The Australian also reported last month on a proposal for remote video consultations between rural patients and city-based specialists to be centralised in a pharmacy or community centre in small towns; and a GP might not have to sit in on all the consultations.(4)

The proposal is part of a federal government discussion paper on its $400 million telehealth plan.(5)

Dr Hambleton dismissed the notion of using pharmacies for telehealth.

“The patient may be able to whiz down to the pharmacy and stand in full view of the public and go online with the relevant specialist in Brisbane,” he said.

“The reality is the best place for the patient to be is inside the general practice using the general practice infrastructure.”

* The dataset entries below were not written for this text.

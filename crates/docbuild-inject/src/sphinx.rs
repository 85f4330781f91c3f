//! Sphinx `conf.py` injection.
//!
//! Finds the project's `conf.py` (or writes one from the bootstrap template
//! when the project has none) and appends the platform's configuration
//! block to it. The block is delimited by sentinel comments, so injecting
//! into an already-injected file replaces the previous block.

use std::fs;
use std::path::{Path, PathBuf};

use docbuild_project::{BuildEnvironment, PlatformSettings, ProjectConfigurationError};
use serde_json::json;

use crate::error::InjectError;
use crate::index::FallbackIndex;
use crate::locator::{find_conf_py, VersionConfigLocator};
use crate::params::BuildConfigParams;
use crate::runner::ProcessRunner;
use crate::templates::{
    TemplateEngine, CONF_PY_BOOTSTRAP, CONF_PY_INJECTED, INJECTED_BEGIN, INJECTED_END,
};
use crate::traits::{CommandRunner, ConfigLocator, ConfigParamsSource, IndexCreator};

/// Appends platform configuration to a Sphinx project's `conf.py`.
pub struct SphinxInjector {
    env: BuildEnvironment,
    settings: PlatformSettings,
    locator: Box<dyn ConfigLocator>,
    index: Box<dyn IndexCreator>,
    params: Box<dyn ConfigParamsSource>,
    runner: Box<dyn CommandRunner>,
    templates: TemplateEngine,
}

impl SphinxInjector {
    /// Create an injector using the default collaborators.
    pub fn new(env: BuildEnvironment, settings: PlatformSettings) -> Result<Self, InjectError> {
        Ok(Self {
            params: Box::new(BuildConfigParams::new(settings.clone())),
            env,
            settings,
            locator: Box::new(VersionConfigLocator),
            index: Box::new(FallbackIndex),
            runner: Box::new(ProcessRunner),
            templates: TemplateEngine::new()?,
        })
    }

    pub fn with_locator(mut self, locator: impl ConfigLocator + 'static) -> Self {
        self.locator = Box::new(locator);
        self
    }

    pub fn with_index_creator(mut self, index: impl IndexCreator + 'static) -> Self {
        self.index = Box::new(index);
        self
    }

    pub fn with_config_params(mut self, params: impl ConfigParamsSource + 'static) -> Self {
        self.params = Box::new(params);
        self
    }

    pub fn with_runner(mut self, runner: impl CommandRunner + 'static) -> Self {
        self.runner = Box::new(runner);
        self
    }

    /// Directory holding the Sphinx sources.
    pub fn docs_dir(&self) -> PathBuf {
        self.env.project.docs_dir(None)
    }

    /// Resolve the `conf.py` governing this build, creating one if needed.
    ///
    /// Fails with [`ProjectConfigurationError::MultipleConfFiles`] when no
    /// file is declared and more than one candidate exists.
    pub fn resolve_conf_py(&self) -> Result<PathBuf, InjectError> {
        match self.locator.conf_py_path(&self.env) {
            Ok(path) => return Ok(path),
            Err(ProjectConfigurationError::NotFound) => {}
            Err(e) => return Err(e.into()),
        }

        let docs_dir = self.docs_dir();
        let mut candidates = find_conf_py(&docs_dir);

        match candidates.len() {
            0 => {
                tracing::info!("No conf.py found in {}, creating one", docs_dir.display());
                let master_doc = self.index.create_index(&docs_dir, "rst")?;
                self.write_bootstrap(&docs_dir, &master_doc)
            }
            1 => Ok(candidates.remove(0)),
            n => {
                tracing::warn!(
                    "Found {} conf.py files in {}, refusing to guess",
                    n,
                    docs_dir.display()
                );
                Err(ProjectConfigurationError::MultipleConfFiles.into())
            }
        }
    }

    /// Write a fresh `conf.py` from the bootstrap template.
    fn write_bootstrap(&self, docs_dir: &Path, master_doc: &str) -> Result<PathBuf, InjectError> {
        let project = &self.env.project;
        let content = self.templates.render(
            CONF_PY_BOOTSTRAP,
            json!({
                "template_dir": self.settings.sphinx_template_dir.display().to_string(),
                "master_doc": master_doc,
                "project_name": project.name,
                "project_slug": project.slug,
                "version_name": self.env.version.verbose_name,
                "author": "",
            }),
        )?;

        let path = docs_dir.join("conf.py");
        fs::write(&path, content).map_err(|e| InjectError::write(&path, e))?;
        tracing::info!("Created {}", path.display());

        Ok(path)
    }

    /// Locate or create `conf.py` and append the platform configuration.
    ///
    /// Returns the path of the file that was written.
    pub fn append_conf(&self) -> Result<PathBuf, InjectError> {
        let conf_path = self.resolve_conf_py()?;

        let params = self.params.config_params(&self.env, &conf_path)?;
        let block = self.templates.render(CONF_PY_INJECTED, params)?;

        // User files may declare any source encoding, so they stay raw bytes
        let existing = fs::read(&conf_path).map_err(|e| InjectError::read(&conf_path, e))?;
        let mut content = strip_injected_block(&existing);
        content.push(b'\n');
        content.extend_from_slice(block.as_bytes());

        fs::write(&conf_path, content).map_err(|e| InjectError::write(&conf_path, e))?;
        tracing::info!("Injected build configuration into {}", conf_path.display());

        let root = self.env.checkout_path();
        let relative = conf_path.strip_prefix(root).unwrap_or(&conf_path);
        let relative = relative.to_string_lossy().into_owned();
        self.runner.run("cat", &[relative.as_str()], root)?;

        Ok(conf_path)
    }
}

/// Remove a previously injected block, including the separating newline.
fn strip_injected_block(content: &[u8]) -> Vec<u8> {
    let Some(start) = find_bytes(content, INJECTED_BEGIN.as_bytes()) else {
        return content.to_vec();
    };

    let end = find_bytes(&content[start..], INJECTED_END.as_bytes())
        .map(|pos| start + pos + INJECTED_END.len())
        .unwrap_or(content.len());

    let before = content[..start].strip_suffix(b"\n").unwrap_or(&content[..start]);
    let after = content[end..].strip_prefix(b"\n").unwrap_or(&content[end..]);

    [before, after].concat()
}

fn find_bytes(haystack: &[u8], needle: &[u8]) -> Option<usize> {
    haystack
        .windows(needle.len())
        .position(|window| window == needle)
}

#[cfg(test)]
mod tests {
    use super::*;
    use crate::testing::{AmbiguousConfig, EmptyParams, FixedIndex, MissingConfig, RecordingRunner};
    use docbuild_project::{Project, Version};
    use pretty_assertions::assert_eq;
    use tempfile::tempdir;

    const BOOTSTRAP_LINES: usize = 28;

    fn pip_env(root: &Path) -> BuildEnvironment {
        BuildEnvironment::new(
            Project {
                slug: "pip".to_string(),
                name: "Pip".to_string(),
                checkout_path: root.to_path_buf(),
                ..Default::default()
            },
            Version {
                slug: "0.8.1".to_string(),
                verbose_name: "0.8.1".to_string(),
                ..Default::default()
            },
        )
    }

    fn injector(root: &Path, runner: &RecordingRunner) -> SphinxInjector {
        let settings = PlatformSettings {
            sphinx_template_dir: PathBuf::from("/tmp/sphinx-template-dir"),
            ..Default::default()
        };

        SphinxInjector::new(pip_env(root), settings)
            .unwrap()
            .with_locator(MissingConfig)
            .with_index_creator(FixedIndex("index"))
            .with_config_params(EmptyParams)
            .with_runner(runner.clone())
    }

    #[test]
    fn creates_conf_py_from_bootstrap() {
        let temp = tempdir().unwrap();
        let runner = RecordingRunner::default();

        let path = injector(temp.path(), &runner).append_conf().unwrap();

        assert_eq!(path, temp.path().join("conf.py"));

        let generated = fs::read_to_string(&path).unwrap();
        let expected = fs::read_to_string(
            Path::new(env!("CARGO_MANIFEST_DIR")).join("tests/files/conf.py"),
        )
        .unwrap();

        let generated: Vec<&str> = generated.lines().take(BOOTSTRAP_LINES).collect();
        let expected: Vec<&str> = expected.lines().take(BOOTSTRAP_LINES).collect();
        assert_eq!(generated, expected);
    }

    #[test]
    fn appends_non_ascii_content() {
        let temp = tempdir().unwrap();
        fs::write(temp.path().join("conf.py"), "project = u'Pâtisserie ✓'\n").unwrap();
        let runner = RecordingRunner::default();

        let settings = PlatformSettings::default();
        let env = pip_env(temp.path());
        SphinxInjector::new(env, settings)
            .unwrap()
            .with_locator(MissingConfig)
            .with_runner(runner.clone())
            .append_conf()
            .unwrap();

        let content = fs::read_to_string(temp.path().join("conf.py")).unwrap();
        assert!(content.starts_with("project = u'Pâtisserie ✓'\n\n"));
        assert!(content.contains(INJECTED_BEGIN));
        assert!(content.contains("'name': u'Pip',"));
    }

    #[test]
    fn multiple_conf_py_is_an_error() {
        let temp = tempdir().unwrap();
        fs::write(temp.path().join("conf.py"), "").unwrap();
        fs::create_dir(temp.path().join("test")).unwrap();
        fs::write(temp.path().join("test/conf.py"), "").unwrap();
        let runner = RecordingRunner::default();

        let result = injector(temp.path(), &runner).append_conf();

        assert!(matches!(
            result,
            Err(InjectError::Configuration(
                ProjectConfigurationError::MultipleConfFiles
            ))
        ));
        assert_eq!(fs::read_to_string(temp.path().join("conf.py")).unwrap(), "");
        assert_eq!(
            fs::read_to_string(temp.path().join("test/conf.py")).unwrap(),
            ""
        );
        assert!(runner.calls().is_empty());
    }

    #[test]
    fn single_nested_conf_py_is_used() {
        let temp = tempdir().unwrap();
        fs::create_dir(temp.path().join("source")).unwrap();
        fs::write(temp.path().join("source/conf.py"), "extensions = []\n").unwrap();
        let runner = RecordingRunner::default();

        let path = injector(temp.path(), &runner).append_conf().unwrap();

        assert_eq!(path, temp.path().join("source/conf.py"));
        assert!(!temp.path().join("conf.py").exists());

        let call = runner.last_call().unwrap();
        assert_eq!(call.command, "cat");
        assert_eq!(call.args, vec!["source/conf.py".to_string()]);
        assert_eq!(call.cwd, temp.path());
    }

    #[test]
    fn declared_conf_py_wins_over_scan() {
        let temp = tempdir().unwrap();
        fs::write(temp.path().join("conf.py"), "").unwrap();
        fs::create_dir(temp.path().join("other")).unwrap();
        fs::write(temp.path().join("other/conf.py"), "").unwrap();
        let runner = RecordingRunner::default();

        let mut env = pip_env(temp.path());
        env.version.config_file = Some(PathBuf::from("other/conf.py"));

        let path = SphinxInjector::new(env, PlatformSettings::default())
            .unwrap()
            .with_config_params(EmptyParams)
            .with_runner(runner.clone())
            .append_conf()
            .unwrap();

        assert_eq!(path, temp.path().join("other/conf.py"));
        assert_eq!(fs::read_to_string(temp.path().join("conf.py")).unwrap(), "");
    }

    #[test]
    fn reinjection_replaces_previous_block() {
        let temp = tempdir().unwrap();
        fs::write(temp.path().join("conf.py"), "extensions = []\n").unwrap();
        let runner = RecordingRunner::default();
        let injector = injector(temp.path(), &runner);

        injector.append_conf().unwrap();
        let first = fs::read_to_string(temp.path().join("conf.py")).unwrap();
        injector.append_conf().unwrap();
        let second = fs::read_to_string(temp.path().join("conf.py")).unwrap();

        assert_eq!(first, second);
        assert_eq!(second.matches(INJECTED_BEGIN).count(), 1);
        assert_eq!(runner.calls().len(), 2);
    }

    #[test]
    fn strip_keeps_user_content_around_block() {
        let content = format!("a = 1\n\n{}\nx = 2\n{}\nb = 2\n", INJECTED_BEGIN, INJECTED_END);

        assert_eq!(strip_injected_block(content.as_bytes()), b"a = 1\nb = 2\n");
        assert_eq!(strip_injected_block(b"a = 1\n"), b"a = 1\n");
    }

    #[test]
    fn appends_to_latin1_conf_py() {
        let temp = tempdir().unwrap();
        let original = b"# -*- coding: latin-1 -*-\nproject = u'Caf\xe9'\n".to_vec();
        fs::write(temp.path().join("conf.py"), &original).unwrap();
        let runner = RecordingRunner::default();
        let injector = injector(temp.path(), &runner);

        injector.append_conf().unwrap();
        injector.append_conf().unwrap();

        let content = fs::read(temp.path().join("conf.py")).unwrap();
        assert!(content.starts_with(&original));
        assert_eq!(content[original.len()], b'\n');
        assert!(content[original.len() + 1..].starts_with(INJECTED_BEGIN.as_bytes()));
        assert_eq!(
            content
                .windows(INJECTED_BEGIN.len())
                .filter(|w| *w == INJECTED_BEGIN.as_bytes())
                .count(),
            1
        );
    }

    #[test]
    fn other_lookup_errors_propagate() {
        let temp = tempdir().unwrap();
        let runner = RecordingRunner::default();

        let result = injector(temp.path(), &runner)
            .with_locator(AmbiguousConfig)
            .append_conf();

        assert!(matches!(
            result,
            Err(InjectError::Configuration(
                ProjectConfigurationError::MultipleConfFiles
            ))
        ));
        // An empty checkout would have been bootstrapped had the scan run
        assert_eq!(fs::read_dir(temp.path()).unwrap().count(), 0);
        assert!(runner.calls().is_empty());
    }
}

1. Diabetes Care doi: 10.2337/dc10-1294.
2. The Pharmacy Guild of Australia. Media release.
3. MJA 2010; 192: 197-202.
4. The Australian, 30 November 2010.
5. A Discussion Paper on Connecting Health Services with the Future.


Posted 6 December 2010

4 thoughts on “Pharmacy medical care gets support

  1. Rick says:

    I’ve been in practice for 22 years as a renal and general physician, 30 years as a doctor. Nan says we’re rare, and we appear to be getting rarer.
    Studies have looked at various reasons why junior doctors are avoiding the more “cognitive” specialities (GP should be included), but the most obvious reason, the lack of reward for the time spent doesn’t seem to be high on the list.
    Yet, I believe that modern medicine would benefit from an injection of time with the patient, particularly since they are becoming more complex, and there is more to be done. That time needs to adequately rewarded, and not fragmented amongst more and more subspecialities, and alternative pseudo-professionals.
    I would welcome more access to good diabetic educators in the community, but my faith in community pharmacists is low having been on the receiving end of numerous “unfortunate comments” about the antihypertensive doses I’ve used in difficult-to-control patients, and having seen more than one sell useless OTC meds to elderly patients already overburdened by polypharmacy. Also, experience teaches one to have a healthy respect for potential complications when prescribing – something that the untrained newbies lack.

  2. ACJ says:

    Should we let the biggest purveyors of quack medicines loose on the unsuspecting public? I hope not! Another problem would be that pharmacists would be selling the medication which they were prescribing, something that was judged a conflict of interest and inappropriate for the medical profession many years ago.

  3. Dr. ARC says:

    I am in total agreement with the likes of Dr. Hambleton

  4. Nan says:

    The politicalisation of health care by placing alternative less trained pharmacists or nurses in the role of doctors is worrying and disappointing. One of the most important aspects of health care is correct assessment and diagnosis of the whole patient at initial visit. This can best be done by a specialist-trained physician and as these people are rare like hens’ teeth in the community, the first assessment is done by a GP and referred to a specialist if there are complications ad other comorbidities. It is after complete assessment and diagnosis that medication and other lifestyle practices are recommended. How can persons trained only in pharmacy or nursing or psychology even dream of taking on this role without the training undertaken by doctors and then supervised by various organisations like Medicare, heath complaints commission and RACGP and RACP? The solution proposed by politicians to fill the gaps produced by lack of trained doctors is a knee-jerk reaction and also dangerous for the unsuspecting public.